> **Data to examine**
****

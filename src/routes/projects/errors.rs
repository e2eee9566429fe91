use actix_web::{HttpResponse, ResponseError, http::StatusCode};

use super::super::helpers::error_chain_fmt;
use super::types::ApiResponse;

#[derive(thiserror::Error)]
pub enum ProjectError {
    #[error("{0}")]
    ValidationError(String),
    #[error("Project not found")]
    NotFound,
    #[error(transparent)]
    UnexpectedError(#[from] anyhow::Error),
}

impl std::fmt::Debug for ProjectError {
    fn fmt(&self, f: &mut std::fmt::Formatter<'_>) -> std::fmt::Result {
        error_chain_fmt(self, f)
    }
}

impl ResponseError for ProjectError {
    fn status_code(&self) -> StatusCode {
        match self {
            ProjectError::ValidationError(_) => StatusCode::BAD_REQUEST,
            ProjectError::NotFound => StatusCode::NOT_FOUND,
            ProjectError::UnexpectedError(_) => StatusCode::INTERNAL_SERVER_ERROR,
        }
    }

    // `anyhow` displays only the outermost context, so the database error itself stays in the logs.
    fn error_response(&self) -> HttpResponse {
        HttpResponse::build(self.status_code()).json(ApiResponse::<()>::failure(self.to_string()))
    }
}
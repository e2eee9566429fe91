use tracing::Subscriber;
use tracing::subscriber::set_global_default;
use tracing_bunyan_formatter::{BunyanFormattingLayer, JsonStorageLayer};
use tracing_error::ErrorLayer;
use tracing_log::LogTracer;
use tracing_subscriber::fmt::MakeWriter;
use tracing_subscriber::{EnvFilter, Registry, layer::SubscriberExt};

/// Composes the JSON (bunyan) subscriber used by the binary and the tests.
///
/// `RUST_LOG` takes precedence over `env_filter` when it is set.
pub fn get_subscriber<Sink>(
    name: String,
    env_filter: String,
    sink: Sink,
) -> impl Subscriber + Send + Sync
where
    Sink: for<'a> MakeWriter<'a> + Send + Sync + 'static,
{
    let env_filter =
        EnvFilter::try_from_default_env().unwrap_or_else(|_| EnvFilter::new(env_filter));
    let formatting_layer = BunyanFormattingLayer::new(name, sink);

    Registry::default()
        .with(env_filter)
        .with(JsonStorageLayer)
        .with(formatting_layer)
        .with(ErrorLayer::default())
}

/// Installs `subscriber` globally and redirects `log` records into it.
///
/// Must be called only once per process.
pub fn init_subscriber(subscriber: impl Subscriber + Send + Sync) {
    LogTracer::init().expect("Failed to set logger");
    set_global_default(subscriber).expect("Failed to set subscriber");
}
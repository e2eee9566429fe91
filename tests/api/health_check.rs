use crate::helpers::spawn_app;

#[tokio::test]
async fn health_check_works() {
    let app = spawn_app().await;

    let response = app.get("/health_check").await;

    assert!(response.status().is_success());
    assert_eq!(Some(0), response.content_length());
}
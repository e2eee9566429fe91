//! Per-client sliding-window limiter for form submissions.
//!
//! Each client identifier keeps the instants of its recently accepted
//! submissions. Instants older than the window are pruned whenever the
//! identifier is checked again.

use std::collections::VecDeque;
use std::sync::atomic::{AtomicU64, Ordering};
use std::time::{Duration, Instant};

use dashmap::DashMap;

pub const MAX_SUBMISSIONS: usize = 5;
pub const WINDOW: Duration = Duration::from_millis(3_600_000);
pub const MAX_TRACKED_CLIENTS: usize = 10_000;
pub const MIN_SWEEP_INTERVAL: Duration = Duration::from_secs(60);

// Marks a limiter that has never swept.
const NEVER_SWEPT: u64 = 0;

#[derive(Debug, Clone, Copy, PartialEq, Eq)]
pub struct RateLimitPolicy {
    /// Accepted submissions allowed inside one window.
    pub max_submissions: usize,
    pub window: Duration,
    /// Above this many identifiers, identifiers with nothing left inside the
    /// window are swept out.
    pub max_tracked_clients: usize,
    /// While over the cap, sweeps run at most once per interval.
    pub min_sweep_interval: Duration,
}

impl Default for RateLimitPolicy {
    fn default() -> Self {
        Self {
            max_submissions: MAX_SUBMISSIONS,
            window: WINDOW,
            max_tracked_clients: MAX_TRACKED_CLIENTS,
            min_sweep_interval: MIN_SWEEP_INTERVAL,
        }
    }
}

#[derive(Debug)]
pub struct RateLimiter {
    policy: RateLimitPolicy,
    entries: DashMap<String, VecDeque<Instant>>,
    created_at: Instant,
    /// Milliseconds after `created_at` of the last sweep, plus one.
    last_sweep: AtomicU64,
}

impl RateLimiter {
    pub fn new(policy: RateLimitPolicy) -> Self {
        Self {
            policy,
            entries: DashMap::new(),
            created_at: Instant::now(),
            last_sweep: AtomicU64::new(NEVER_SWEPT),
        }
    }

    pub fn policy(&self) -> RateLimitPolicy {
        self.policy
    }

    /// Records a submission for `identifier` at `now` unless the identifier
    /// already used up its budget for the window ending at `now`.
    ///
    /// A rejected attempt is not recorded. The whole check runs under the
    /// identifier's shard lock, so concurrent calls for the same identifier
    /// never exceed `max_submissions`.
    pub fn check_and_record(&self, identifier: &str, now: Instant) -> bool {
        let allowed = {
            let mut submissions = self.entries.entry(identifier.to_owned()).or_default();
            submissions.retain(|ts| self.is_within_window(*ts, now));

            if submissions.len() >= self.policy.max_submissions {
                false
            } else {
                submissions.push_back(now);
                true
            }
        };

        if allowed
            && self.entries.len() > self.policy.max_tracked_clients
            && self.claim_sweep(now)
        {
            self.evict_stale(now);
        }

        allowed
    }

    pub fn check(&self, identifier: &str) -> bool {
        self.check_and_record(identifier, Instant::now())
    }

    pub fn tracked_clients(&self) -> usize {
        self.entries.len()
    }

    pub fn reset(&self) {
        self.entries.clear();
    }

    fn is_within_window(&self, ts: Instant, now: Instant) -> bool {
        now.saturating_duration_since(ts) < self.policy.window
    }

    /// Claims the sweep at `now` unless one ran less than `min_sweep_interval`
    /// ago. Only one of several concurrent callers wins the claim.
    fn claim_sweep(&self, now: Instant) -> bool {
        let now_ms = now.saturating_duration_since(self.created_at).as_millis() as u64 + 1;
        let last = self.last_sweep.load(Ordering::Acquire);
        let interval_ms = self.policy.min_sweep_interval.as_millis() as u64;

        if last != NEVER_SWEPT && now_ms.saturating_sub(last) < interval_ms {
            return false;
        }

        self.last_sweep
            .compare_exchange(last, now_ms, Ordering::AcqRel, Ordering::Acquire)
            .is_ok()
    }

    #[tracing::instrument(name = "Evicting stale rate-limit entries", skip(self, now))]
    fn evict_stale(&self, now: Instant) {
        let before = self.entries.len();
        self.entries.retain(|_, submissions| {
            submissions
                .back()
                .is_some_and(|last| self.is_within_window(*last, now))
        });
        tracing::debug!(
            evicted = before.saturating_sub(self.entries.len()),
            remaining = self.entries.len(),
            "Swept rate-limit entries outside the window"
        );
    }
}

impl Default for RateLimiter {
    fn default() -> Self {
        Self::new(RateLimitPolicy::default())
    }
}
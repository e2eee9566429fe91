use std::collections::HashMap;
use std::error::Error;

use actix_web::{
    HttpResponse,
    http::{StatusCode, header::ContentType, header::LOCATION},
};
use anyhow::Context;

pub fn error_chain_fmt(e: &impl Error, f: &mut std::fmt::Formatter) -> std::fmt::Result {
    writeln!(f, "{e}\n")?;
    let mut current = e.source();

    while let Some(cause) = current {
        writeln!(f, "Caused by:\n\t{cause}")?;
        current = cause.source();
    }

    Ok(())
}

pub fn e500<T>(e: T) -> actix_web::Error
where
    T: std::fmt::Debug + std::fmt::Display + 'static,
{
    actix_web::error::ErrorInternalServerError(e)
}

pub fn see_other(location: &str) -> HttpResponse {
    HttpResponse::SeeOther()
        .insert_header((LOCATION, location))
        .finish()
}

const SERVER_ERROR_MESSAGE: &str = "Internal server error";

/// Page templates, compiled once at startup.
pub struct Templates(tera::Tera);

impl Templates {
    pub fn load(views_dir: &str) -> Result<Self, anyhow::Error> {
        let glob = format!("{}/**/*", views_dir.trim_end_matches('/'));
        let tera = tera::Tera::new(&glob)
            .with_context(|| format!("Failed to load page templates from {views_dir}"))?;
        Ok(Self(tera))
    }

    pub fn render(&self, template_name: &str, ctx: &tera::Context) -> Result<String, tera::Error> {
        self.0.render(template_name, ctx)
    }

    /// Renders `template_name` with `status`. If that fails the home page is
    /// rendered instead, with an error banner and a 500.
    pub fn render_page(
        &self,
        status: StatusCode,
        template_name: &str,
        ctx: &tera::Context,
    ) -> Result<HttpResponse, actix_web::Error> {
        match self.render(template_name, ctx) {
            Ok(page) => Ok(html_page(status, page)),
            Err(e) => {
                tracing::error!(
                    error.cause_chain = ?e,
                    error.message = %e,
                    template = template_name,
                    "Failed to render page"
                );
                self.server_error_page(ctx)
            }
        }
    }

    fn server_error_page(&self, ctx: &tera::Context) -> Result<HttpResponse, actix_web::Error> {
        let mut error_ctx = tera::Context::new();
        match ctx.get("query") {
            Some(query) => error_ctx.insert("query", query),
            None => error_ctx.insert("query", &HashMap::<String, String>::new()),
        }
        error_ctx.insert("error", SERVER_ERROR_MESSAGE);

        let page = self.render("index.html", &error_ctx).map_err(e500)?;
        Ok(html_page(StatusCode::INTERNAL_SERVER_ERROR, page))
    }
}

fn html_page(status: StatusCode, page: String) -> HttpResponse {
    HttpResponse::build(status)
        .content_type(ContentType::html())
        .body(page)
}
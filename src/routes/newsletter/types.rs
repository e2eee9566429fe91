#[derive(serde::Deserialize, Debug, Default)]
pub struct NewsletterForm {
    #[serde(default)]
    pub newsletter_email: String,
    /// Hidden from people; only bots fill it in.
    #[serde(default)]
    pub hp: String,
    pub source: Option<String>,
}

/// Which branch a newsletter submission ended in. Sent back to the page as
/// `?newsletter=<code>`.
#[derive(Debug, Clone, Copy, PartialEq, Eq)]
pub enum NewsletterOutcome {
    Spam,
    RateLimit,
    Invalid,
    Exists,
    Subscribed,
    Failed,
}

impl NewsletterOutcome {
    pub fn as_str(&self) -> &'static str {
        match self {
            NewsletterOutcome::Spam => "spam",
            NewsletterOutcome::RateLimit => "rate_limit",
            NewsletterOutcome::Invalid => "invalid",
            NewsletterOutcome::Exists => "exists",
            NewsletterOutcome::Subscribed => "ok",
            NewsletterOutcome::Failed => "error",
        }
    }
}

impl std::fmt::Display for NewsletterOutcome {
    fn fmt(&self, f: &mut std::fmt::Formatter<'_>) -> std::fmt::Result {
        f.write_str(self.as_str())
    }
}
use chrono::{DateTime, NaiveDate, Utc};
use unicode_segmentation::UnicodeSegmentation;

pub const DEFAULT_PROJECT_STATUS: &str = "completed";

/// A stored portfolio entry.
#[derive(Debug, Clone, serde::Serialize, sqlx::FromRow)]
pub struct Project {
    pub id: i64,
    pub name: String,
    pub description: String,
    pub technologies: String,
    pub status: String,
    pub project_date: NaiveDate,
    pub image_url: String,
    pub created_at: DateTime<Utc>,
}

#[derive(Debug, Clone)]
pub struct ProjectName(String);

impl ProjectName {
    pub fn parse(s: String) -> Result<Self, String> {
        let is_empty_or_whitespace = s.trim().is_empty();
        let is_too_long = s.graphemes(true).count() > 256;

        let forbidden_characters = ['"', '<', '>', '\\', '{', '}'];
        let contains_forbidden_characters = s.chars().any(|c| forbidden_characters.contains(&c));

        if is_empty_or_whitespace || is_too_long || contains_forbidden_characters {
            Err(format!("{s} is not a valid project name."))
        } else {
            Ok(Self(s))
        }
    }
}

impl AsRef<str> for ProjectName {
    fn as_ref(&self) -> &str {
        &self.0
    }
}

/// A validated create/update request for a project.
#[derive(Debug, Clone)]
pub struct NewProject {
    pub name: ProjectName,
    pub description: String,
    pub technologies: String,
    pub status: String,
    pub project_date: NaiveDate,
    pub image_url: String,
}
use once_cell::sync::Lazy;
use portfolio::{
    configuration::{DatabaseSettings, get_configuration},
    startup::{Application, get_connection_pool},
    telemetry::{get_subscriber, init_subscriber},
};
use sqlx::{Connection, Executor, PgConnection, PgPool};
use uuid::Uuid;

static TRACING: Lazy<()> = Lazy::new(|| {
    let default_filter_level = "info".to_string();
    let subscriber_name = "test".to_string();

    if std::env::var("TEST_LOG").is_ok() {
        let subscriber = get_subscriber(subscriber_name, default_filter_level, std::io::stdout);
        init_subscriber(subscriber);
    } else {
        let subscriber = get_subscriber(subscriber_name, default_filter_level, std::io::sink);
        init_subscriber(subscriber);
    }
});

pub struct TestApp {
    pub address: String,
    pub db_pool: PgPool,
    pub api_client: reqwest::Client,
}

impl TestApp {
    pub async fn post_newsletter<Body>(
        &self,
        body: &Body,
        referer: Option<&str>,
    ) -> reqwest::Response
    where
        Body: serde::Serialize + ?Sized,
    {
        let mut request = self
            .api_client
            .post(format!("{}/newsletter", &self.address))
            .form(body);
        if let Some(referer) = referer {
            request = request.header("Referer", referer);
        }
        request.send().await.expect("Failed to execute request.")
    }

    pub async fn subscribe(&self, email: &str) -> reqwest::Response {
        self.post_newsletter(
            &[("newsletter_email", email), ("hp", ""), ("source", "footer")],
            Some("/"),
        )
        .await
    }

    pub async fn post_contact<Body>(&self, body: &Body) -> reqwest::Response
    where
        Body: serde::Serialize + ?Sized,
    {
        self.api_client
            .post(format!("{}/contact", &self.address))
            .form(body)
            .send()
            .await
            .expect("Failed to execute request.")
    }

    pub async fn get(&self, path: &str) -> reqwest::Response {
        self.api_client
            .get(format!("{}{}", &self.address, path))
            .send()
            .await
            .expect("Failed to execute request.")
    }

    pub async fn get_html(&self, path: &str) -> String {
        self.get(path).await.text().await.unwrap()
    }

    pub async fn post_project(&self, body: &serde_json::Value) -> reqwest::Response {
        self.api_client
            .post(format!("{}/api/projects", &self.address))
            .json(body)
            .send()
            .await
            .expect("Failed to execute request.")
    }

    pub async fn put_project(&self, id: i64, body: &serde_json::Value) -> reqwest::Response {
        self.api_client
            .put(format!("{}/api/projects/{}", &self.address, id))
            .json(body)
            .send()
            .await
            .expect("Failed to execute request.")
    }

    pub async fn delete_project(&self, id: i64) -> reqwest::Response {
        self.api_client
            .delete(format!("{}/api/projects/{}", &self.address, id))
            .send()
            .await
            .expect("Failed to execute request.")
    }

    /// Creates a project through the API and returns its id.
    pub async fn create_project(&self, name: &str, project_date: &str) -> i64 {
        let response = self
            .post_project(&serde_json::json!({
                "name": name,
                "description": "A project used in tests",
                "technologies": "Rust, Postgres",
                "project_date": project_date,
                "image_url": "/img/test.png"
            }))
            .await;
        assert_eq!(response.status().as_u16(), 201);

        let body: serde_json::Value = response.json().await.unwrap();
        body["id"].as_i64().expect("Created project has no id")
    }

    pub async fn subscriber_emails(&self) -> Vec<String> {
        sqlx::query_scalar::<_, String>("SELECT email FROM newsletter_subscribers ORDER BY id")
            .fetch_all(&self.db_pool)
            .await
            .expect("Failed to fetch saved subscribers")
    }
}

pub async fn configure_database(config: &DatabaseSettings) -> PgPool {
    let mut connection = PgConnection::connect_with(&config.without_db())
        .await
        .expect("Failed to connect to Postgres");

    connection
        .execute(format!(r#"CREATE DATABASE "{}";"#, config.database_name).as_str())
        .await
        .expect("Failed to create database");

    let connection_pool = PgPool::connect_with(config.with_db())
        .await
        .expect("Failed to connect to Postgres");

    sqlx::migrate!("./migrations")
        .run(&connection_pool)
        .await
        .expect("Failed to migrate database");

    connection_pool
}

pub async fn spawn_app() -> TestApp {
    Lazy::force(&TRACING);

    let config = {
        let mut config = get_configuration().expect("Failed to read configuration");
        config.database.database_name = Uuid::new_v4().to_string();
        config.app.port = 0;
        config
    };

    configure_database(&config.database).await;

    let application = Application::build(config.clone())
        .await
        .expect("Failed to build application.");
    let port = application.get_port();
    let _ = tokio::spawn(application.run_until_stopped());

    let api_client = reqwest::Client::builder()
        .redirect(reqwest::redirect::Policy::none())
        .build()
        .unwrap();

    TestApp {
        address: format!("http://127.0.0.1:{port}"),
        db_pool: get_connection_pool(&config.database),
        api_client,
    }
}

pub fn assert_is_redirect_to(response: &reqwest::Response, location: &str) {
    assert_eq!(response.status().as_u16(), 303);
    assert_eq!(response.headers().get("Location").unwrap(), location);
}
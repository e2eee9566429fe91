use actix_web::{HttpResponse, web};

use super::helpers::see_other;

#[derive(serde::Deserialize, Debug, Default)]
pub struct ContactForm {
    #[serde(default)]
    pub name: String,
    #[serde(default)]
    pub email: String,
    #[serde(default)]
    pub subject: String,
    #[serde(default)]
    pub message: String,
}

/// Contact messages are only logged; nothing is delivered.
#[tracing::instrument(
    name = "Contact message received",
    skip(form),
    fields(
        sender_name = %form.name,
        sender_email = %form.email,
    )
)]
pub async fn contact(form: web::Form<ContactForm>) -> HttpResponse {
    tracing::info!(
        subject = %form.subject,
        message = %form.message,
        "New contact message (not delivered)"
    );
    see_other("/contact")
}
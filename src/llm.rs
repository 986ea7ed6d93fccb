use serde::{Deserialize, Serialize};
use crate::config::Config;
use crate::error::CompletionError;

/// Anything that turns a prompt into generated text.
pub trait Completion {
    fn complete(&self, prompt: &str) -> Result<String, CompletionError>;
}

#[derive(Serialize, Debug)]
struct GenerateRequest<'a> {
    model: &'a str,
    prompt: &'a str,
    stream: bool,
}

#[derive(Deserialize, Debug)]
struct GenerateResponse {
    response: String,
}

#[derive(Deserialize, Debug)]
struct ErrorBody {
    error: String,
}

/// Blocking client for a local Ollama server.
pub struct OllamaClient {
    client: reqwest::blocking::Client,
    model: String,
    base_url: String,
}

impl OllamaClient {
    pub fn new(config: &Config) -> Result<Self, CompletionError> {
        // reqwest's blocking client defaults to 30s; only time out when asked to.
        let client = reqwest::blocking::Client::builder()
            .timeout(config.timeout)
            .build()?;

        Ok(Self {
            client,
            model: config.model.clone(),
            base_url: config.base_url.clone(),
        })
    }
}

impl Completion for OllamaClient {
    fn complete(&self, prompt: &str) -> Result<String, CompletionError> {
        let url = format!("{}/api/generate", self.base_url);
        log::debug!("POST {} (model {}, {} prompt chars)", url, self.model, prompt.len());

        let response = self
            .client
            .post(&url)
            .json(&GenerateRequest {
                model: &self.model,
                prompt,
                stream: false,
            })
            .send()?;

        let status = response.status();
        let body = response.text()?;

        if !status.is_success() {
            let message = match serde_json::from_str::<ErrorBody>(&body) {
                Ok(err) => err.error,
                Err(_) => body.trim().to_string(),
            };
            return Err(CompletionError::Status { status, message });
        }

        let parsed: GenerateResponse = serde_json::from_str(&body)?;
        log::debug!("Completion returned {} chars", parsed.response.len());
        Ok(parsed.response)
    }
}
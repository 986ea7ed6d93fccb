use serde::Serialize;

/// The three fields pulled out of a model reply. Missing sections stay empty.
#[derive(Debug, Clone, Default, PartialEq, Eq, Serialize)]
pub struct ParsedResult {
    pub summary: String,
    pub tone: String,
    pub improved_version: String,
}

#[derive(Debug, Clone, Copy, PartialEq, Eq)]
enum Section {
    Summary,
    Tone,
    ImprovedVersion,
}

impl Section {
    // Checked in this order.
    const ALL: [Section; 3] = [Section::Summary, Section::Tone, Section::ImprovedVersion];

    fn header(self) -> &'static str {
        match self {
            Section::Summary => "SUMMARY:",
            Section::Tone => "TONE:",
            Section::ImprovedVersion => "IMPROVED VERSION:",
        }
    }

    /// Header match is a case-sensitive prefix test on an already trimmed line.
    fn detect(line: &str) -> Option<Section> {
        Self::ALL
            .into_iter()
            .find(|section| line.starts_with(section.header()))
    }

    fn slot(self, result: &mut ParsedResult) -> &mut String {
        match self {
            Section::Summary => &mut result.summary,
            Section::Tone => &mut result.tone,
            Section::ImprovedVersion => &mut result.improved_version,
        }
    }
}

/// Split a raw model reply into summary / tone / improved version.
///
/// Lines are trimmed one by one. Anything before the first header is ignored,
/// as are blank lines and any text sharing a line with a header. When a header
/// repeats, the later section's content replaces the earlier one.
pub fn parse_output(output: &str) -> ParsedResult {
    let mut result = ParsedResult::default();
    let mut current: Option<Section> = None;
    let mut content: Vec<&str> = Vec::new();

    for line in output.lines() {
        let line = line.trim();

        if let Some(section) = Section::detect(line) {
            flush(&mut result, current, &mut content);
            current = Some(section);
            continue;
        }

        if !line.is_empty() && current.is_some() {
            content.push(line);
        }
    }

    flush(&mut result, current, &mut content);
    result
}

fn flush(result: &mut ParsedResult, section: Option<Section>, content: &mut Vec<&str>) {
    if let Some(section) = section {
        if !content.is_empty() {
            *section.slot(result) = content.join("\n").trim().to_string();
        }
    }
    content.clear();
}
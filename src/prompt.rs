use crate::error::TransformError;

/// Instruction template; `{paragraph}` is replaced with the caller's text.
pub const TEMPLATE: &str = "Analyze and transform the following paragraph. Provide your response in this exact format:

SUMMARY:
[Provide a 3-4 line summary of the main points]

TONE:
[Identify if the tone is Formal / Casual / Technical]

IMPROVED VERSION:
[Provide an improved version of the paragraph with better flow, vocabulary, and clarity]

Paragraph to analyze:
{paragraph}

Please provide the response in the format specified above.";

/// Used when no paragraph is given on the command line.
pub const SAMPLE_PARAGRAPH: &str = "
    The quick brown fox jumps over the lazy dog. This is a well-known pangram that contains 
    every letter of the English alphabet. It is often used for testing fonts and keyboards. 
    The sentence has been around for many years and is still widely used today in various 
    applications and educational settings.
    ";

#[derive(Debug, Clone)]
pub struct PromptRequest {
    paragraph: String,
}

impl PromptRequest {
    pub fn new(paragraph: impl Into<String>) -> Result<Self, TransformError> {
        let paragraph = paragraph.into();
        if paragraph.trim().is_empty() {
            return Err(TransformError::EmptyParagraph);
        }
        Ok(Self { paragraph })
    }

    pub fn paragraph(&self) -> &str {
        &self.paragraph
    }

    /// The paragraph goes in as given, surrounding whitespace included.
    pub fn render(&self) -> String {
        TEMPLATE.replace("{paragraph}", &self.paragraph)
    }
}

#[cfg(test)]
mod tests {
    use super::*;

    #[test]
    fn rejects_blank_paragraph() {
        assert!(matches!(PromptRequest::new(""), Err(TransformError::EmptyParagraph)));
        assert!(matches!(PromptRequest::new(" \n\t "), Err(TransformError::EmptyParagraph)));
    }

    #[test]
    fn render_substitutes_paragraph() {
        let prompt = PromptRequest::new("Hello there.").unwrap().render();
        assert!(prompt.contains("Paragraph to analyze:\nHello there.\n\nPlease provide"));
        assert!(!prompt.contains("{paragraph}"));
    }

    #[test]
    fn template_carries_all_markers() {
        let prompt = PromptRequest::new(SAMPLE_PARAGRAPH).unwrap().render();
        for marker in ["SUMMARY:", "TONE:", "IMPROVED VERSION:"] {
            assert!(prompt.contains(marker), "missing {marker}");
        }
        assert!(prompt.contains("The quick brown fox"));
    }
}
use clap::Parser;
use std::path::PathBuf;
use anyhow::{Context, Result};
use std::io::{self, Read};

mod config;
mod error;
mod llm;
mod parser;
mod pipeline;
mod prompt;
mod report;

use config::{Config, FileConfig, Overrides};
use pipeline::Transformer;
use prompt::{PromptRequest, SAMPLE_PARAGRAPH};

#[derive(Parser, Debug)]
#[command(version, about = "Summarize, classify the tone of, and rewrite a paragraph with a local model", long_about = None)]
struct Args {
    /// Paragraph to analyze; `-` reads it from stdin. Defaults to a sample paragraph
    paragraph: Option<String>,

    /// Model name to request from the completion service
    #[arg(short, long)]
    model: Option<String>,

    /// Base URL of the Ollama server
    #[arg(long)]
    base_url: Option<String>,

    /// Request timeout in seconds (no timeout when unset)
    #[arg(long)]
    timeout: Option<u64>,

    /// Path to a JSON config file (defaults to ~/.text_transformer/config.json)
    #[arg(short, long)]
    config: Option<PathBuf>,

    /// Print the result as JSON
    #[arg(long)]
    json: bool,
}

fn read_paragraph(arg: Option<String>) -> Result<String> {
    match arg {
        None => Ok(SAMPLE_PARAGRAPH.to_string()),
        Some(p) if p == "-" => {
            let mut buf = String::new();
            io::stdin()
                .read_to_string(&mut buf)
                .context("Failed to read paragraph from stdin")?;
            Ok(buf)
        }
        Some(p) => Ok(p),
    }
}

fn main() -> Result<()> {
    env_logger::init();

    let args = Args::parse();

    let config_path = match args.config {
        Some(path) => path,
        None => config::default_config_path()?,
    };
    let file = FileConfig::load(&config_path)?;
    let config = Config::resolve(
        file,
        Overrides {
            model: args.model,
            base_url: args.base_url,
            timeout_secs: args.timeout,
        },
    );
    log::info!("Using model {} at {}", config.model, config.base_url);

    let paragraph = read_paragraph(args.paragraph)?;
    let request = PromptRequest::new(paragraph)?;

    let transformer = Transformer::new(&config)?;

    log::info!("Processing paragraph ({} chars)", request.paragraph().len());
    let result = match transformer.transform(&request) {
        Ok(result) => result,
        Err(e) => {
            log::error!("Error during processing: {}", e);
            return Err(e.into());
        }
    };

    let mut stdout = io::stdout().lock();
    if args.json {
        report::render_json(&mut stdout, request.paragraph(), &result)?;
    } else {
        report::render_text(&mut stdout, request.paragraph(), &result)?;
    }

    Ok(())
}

****

> **Task prompt**
Wherever the word "Uuid" turns up in the records above, copy the line that holds it.

> **Answer section**
use uuid::Uuid;
        config.database.database_name = Uuid::new_v4().to_string();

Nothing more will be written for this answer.